A number of non-racing equestrian events have been cancelled, as more cases of equine flu have been confirmed.
The British Horseracing Authority (BHA) said today (8 February) that three more positive results for flu have been confirmed, from the original yard affected, taking the total number of cases there to six. Of the four horses from the yard who had raced this week, one, Raise A Spark, is among those to have been diagnosed.
It was in “anticipation of this risk” that the BHA restricted movement of horses at the yards of 120 other trainers who had runners at the same fixtures and to suspend racing. Testing of the horses at the other yards is ongoing.
A separate case, not yet confirmed as flu, has been identified at another racing yard, with no link to the first. This yard had runners at Newcastle and Wolverhampton on 5 and 6 February respectively, so the BHA has put the yards of all 54 trainers who had runners at these fixtures on hold, and initiated testing of their horses.

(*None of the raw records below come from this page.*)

//! The replicated record store.
//!
//! A `Store` owns the in-memory histories for one canonical JSON file and implements the
//! replication protocol around it:
//!
//! - the master machine rewrites the canonical file (`store`)
//! - every other machine drops one change file per edited record into `Changes/`
//!   (`create_change_files`)
//! - `merge_changes` folds change files back in; the master also garbage-collects them once they
//!   are older than [`change::SETTLE_WINDOW`]
//! - `reload` reconciles memory with whatever other replicas did in the meantime
//!
//! Flags live beside the change files. They are plain text and may be rewritten by any replica at
//! any time, so they are re-read on every use.

use crate::core::change::{self, CHANGES_DIR};
use crate::core::codec;
use crate::core::config::{self, StoreOptions};
use crate::core::error::CairnError;
use crate::core::flag::FlagFile;
use crate::core::fsio;
use crate::core::history::RecordHistory;
use crate::core::identity::Identity;
use crate::core::record::Record;
use crate::core::sync::SyncContext;
use crate::core::time;
use chrono::{DateTime, Utc};
use rustc_hash::{FxHashMap, FxHashSet};
use serde::Serialize;
use serde_json::Value as JsonValue;
use std::collections::hash_map::Entry;
use std::fmt;
use std::fs;
use std::io;
use std::path::{Path, PathBuf};
use std::sync::Arc;
use std::sync::atomic::{AtomicBool, Ordering};

pub const BACKUP_DIR: &str = "Backup";

/// What `reload` had to do to bring memory up to date.
#[derive(Debug, Clone, Copy, PartialEq, Eq, Serialize)]
#[serde(rename_all = "snake_case")]
pub enum ReloadOutcome {
    Unchanged,
    /// The master published a newer canonical file; local edits were saved first.
    PulledMaster,
    /// Change files from other machines were merged.
    MergedChanges,
    /// Nothing new arrived but local edits were flushed.
    SavedLocal,
}

impl ReloadOutcome {
    pub fn is_reloaded(&self) -> bool {
        !matches!(self, ReloadOutcome::Unchanged)
    }
}

impl fmt::Display for ReloadOutcome {
    fn fmt(&self, f: &mut fmt::Formatter<'_>) -> fmt::Result {
        let s = match self {
            ReloadOutcome::Unchanged => "unchanged",
            ReloadOutcome::PulledMaster => "pulled master",
            ReloadOutcome::MergedChanges => "merged changes",
            ReloadOutcome::SavedLocal => "saved local",
        };
        f.write_str(s)
    }
}

/// Where `save` put the pending edits.
#[derive(Debug, Clone, Copy, PartialEq, Eq, Serialize)]
#[serde(rename_all = "snake_case", tag = "target")]
pub enum SaveOutcome {
    /// Master path: the canonical file was (or did not need to be) rewritten.
    Stored { written: bool },
    /// Non-master path: this many change files were emitted.
    ChangeFiles { written: usize },
}

/// Point-in-time view of the replication state, for status displays.
#[derive(Debug, Clone, Serialize)]
pub struct StoreStatus {
    pub path: PathBuf,
    pub machine: String,
    pub is_master: bool,
    pub master_owner: Option<String>,
    pub master_time: Option<String>,
    pub process_time: Option<String>,
    pub keys: usize,
    pub dirty_keys: Vec<String>,
    pub pending_changes: usize,
    pub foreign_changes: bool,
    pub read_only: bool,
    pub unflagged: bool,
}

/// Sets the shared "persisting" indicator for as long as it lives.
struct PersistingGuard(Arc<AtomicBool>);

impl PersistingGuard {
    fn engage(flag: &Arc<AtomicBool>) -> Self {
        flag.store(true, Ordering::SeqCst);
        Self(Arc::clone(flag))
    }
}

impl Drop for PersistingGuard {
    fn drop(&mut self) {
        self.0.store(false, Ordering::SeqCst);
    }
}

#[derive(Debug)]
pub struct Store {
    path: PathBuf,
    change_dir: PathBuf,
    options: StoreOptions,
    identity: Identity,
    sync: SyncContext,
    histories: FxHashMap<String, RecordHistory>,
    persisting: Arc<AtomicBool>,
    /// Loads leave the process flag alone.
    undercover: bool,
}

“The BHA is working closely with the Animal Health Trust in order to manage the logistical challenge of providing sufficient swabs and handling the volume of tests,” the association said in a statement. “It will not be possible to test every horse from every yard before the end of the weekend, but we will work with trainers to identify any priority or risk horses and ensure that they are tested. This will all form part of the picture that is built in order to assist the decisions that will be made on Monday.”
The British Equestrian Federation has said its veterinary advice “remains that it is not necessary to cancel other equine events at this time”, although it is monitoring the situation closely, and has urged owners to be vigilant.

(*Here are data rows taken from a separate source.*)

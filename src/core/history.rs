//! Bounded, time-ordered version stacks, one per key.

use crate::core::record::Record;
use chrono::{DateTime, Utc};

pub const DEFAULT_MAX_COUNT: usize = 5;

#[derive(Debug, Clone)]
pub struct RecordHistory {
    key: String,
    items: Vec<Record>,
    max_count: usize,
    sharpness: i64,
}

impl RecordHistory {
    pub fn new(key: impl Into<String>, max_count: usize, sharpness: i64) -> Self {
        Self {
            key: key.into(),
            items: Vec::new(),
            max_count,
            sharpness,
        }
    }

    /// Build from stored snapshots (oldest first) without marking anything dirty.
    pub fn from_snapshots(
        key: impl Into<String>,
        snapshots: Vec<Record>,
        max_count: usize,
        sharpness: i64,
    ) -> Self {
        let mut history = Self::new(key, max_count, sharpness);
        history.items = snapshots;
        history.normalize();
        history.trim();
        history
    }

    pub fn key(&self) -> &str {
        &self.key
    }

    pub(crate) fn set_key(&mut self, key: impl Into<String>) {
        self.key = key.into();
    }

    pub fn len(&self) -> usize {
        self.items.len()
    }

    pub fn is_empty(&self) -> bool {
        self.items.is_empty()
    }

    pub fn max_count(&self) -> usize {
        self.max_count
    }

    pub fn iter(&self) -> std::slice::Iter<'_, Record> {
        self.items.iter()
    }

    pub fn contains(&self, record: &Record) -> bool {
        self.items.iter().any(|r| r.equals(record, self.sharpness))
    }

    /// Insert `item` in version order. Returns false when an equal snapshot is already present.
    ///
    /// An item older than the current top lands below it; the top is then flagged dirty because
    /// the persisted history changes even though the current value does not.
    pub fn push(&mut self, mut item: Record, preserve: bool) -> bool {
        if self.contains(&item) {
            return false;
        }
        item.invalidate(preserve);
        let out_of_order = self
            .items
            .last()
            .is_some_and(|top| top.modified_ticks() > item.modified_ticks());
        if out_of_order {
            let ticks = item.modified_ticks();
            let at = self.items.partition_point(|r| r.modified_ticks() <= ticks);
            self.items.insert(at, item);
            if let Some(top) = self.items.last_mut() {
                top.invalidate(true);
            }
        } else {
            self.items.push(item);
        }
        self.trim();
        true
    }

    /// Newest entry, or with `before` the most recent entry strictly older than it.
    pub fn peek(&self, before: Option<&DateTime<Utc>>) -> Option<&Record> {
        match before {
            None => self.items.last(),
            Some(ts) => self.items.iter().rev().find(|r| r.modified() < *ts),
        }
    }

    /// Union with `other`: every entry is pushed, then the whole stack is re-sorted and deduped.
    pub fn merge(&mut self, other: &RecordHistory) {
        for item in other.iter() {
            self.push(item.clone(), true);
        }
        let before = self.items.len();
        self.normalize();
        if self.items.len() != before {
            if let Some(top) = self.items.last_mut() {
                top.invalidate(true);
            }
        }
        self.trim();
    }

    pub fn is_dirty(&self) -> bool {
        self.items.last().is_some_and(|r| r.is_dirty())
    }

    pub fn validate(&mut self) {
        for item in &mut self.items {
            item.validate();
        }
    }

    /// Stable sort by version, then drop entries equal to an earlier one.
    fn normalize(&mut self) {
        self.items.sort_by_key(|r| r.modified_ticks());
        let mut kept: Vec<Record> = Vec::with_capacity(self.items.len());
        for item in self.items.drain(..) {
            if !kept.iter().any(|k| k.equals(&item, self.sharpness)) {
                kept.push(item);
            }
        }
        self.items = kept;
    }

    fn trim(&mut self) {
        if self.max_count > 0 && self.items.len() > self.max_count {
            let excess = self.items.len() - self.max_count;
            self.items.drain(..excess);
        }
    }
}

impl<'a> IntoIterator for &'a RecordHistory {
    type Item = &'a Record;
    type IntoIter = std::slice::Iter<'a, Record>;

    fn into_iter(self) -> Self::IntoIter {
        self.items.iter()
    }
}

But a number of venues have announced they are cancelling events, or taking extra precautions.
Horseheath Horse Trials, Cambridgeshire, has cancelled cross-country schooling scheduled for Sunday (10 February) and will issue refunds. Fenning Farm has also cancelled all events and arena hire, having taken vets’ advice.
Littleton Manor remains open but in a statement, staff “respectfully ask that the facilities and training are only open to horses vaccinated within the last six months”. “Please bring your horse’s passport with you to any training or facility hire and be prepared that it may be checked,” the statement said.
In line with the BEF advice, the Hunting Office is not advising a blanket ban on hunting, but added: “Hunts should consider the situation in their locality. Where there are training yards in the area it may be sensible not to hunt this weekend and await the further announcements from the BHA and veterinary groups next week which may alter our advice. Equally there will be packs operating in remote areas well away from any racing or other equestrian establishments that are able to hunt.”
The Farmers Bloodhounds has cancelled this weekend’s meet as it has “such a varied clientele coming from all over and in close proximity to some racing yards”.
The FEI has also issued guidance, as outbreaks of flu have also been confirmed in Belgium, France, Germany, Ireland, Nigeria and the United States of America this year.
In a statement, the federation said: “The virus is endemic to most countries in the world and outbreaks can have a severe impact on the equine industry, potentially resulting in restrictions on horse movement and cancelled events.”
FEI veterinary director Göran Åkerström added: “Vaccinating horses is key to combating the spread of equine influenza.
“It is important all horses are vaccinated, regardless of whether or not they compete or come into contact with other horses, but there are also biosecurity measures that should be put in place, including best hygiene practices.”
All FEI horses must have up to date vaccination history in their passports and checks are carried out on entry to all FEI events.
Eight vaccinated horses have been diagnosed with the condition
‘It is essential that any horses showing signs of possible equine flu, or horses that might have been in contact
“Any horse that displays any signs of illness should not leave its home yard,” the statement added. “This also applies to any horse that has been in contact with a horse or horses that have equine influenza.”
FEI veterinary advisor Caterina Termine added that the Florida clade 1 virus has been confirmed in infected horses.
“Vaccinated horses have suffered only mild clinical signs of the disease and recovered quickly, but unvaccinated horses have been much more severely affected,” she said.
“The key message is, get your horse vaccinated, monitor horse health extremely closely and call your vet if you have any concerns.”